Civilisation chrétienne, ballottée entre orient et occident, soumise aux 
pressions musulmanes, tentée par l'orientalisme spirituelle, l'Arménie 
millénaire inspire à Jordi Savall ce nouveau périple musical... des plus 
passionnants. La tragédie s'inscrit en lettres d'or dans cette série 
d'enregistrements datant de mars et avril 2012 à Cordona: les sonorités si 
brûlantes du duduk et de la Kamantcha, en solo ou duos, frappants par leur 
sincérité blessée et intérieure sont d'autant plus expressifs dans ce titre 
qu'ils évoquent aussi la défunte épouse de Jordi Savall, Montserrat Figueras, 
disparue en 2012 et qui avait tant de tendresse pour les instruments arméniens.
 
  
Éternelle Arménie 
  
A partir du fabuleux 
recueil riche en perles musicales insoupçonnées, " Thésaurus " (publié en 1982) 

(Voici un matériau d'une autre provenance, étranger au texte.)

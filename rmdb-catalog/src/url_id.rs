//! Id extraction from embedded resource URLs.
//!
//! The API links related resources by URL (`.../location/3`); the numeric
//! id is the final path segment.

use crate::types::UNKNOWN_LOCATION_ID;

/// Extract the trailing numeric id of a resource URL.
///
/// Returns `0` for an empty URL or when the last segment is not an integer.
pub fn id_from_url(url: &str) -> i64 {
    let trimmed = url.trim().trim_end_matches('/');
    if trimmed.is_empty() {
        return UNKNOWN_LOCATION_ID;
    }
    trimmed
        .rsplit('/')
        .next()
        .and_then(|segment| segment.parse::<i64>().ok())
        .unwrap_or(UNKNOWN_LOCATION_ID)
}

/// Extract ids from a list of URLs, keeping one entry per URL.
///
/// Malformed entries become `0` rather than being dropped, so the output has
/// the same length and order as the input.
pub fn ids_from_urls<'a, I>(urls: I) -> Vec<i64>
where
    I: IntoIterator<Item = &'a str>,
{
    urls.into_iter().map(id_from_url).collect()
}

auquel Jordi Savall ajoute plusieurs pièces pour Kamantcha et pour le duduk, 
proposées par les musiciens eux-mêmes (en particulier les joueurs de Duduk et de 
Kamantcha: Haïg Sarikouyoumdjian et Gaguik Mouradian), le cycle fait se succéder 
plusieurs mélodies d'une gravité solennelle et prenante, balancées au diapason 
d'une conscience douloureuse qui semble évoquer les terribles événements 
historiques de l'âme arménienne; d'ailleurs, le projet artistique comprend 
aussi, précieuses explications au programme musical lui-même, des textes engagés 
(remarquablement illustrés, relatant l'histoire de la culture arménienne, les 
événements du génocide... : " le génocide arménien: une question à résoudre " 
par Manuel Forcano).
 
Chant d'exil, 
traditionnels anonymes collectés et transcrits par Komitas (1869-1935), plainte 
et chants rustiques... la ligne instrumentale souvent dessinée de façon très 
évocatoire par le seul duduk enchante l'esprit: le son porte des blessures 
secrètes infinies, saisissantes par leur sérénité et leur puissant appel. à la 
paix et à l'harmonie universelle et fraternelle. Même le chant de mariage, 
cortège collectif évoqué en plage 9 (" chants de mariage") à deux duduks, 
kamantcha et dap semble d'une tristesse incommensurable, d'une torpeur 
indicible, étonnante autant qu'envoûtante. Et quand s'élève plage 14, l'air 
déchirant par sa simple énonciation et si finement exprimé par Jordi Savall à la 
viole de gambe soprano, doublé au duduk (Hayastan yerkir, ode à la patrie de G. 
Yeranian (1827-1862), tout aspire à  l'apaisement, formidable apothéose et 
tombeau  bienfaiteur et protecteur pour des temps blessés et des individus 
éprouvés. Superbe enchaînement. Fascinant, touchant, planant.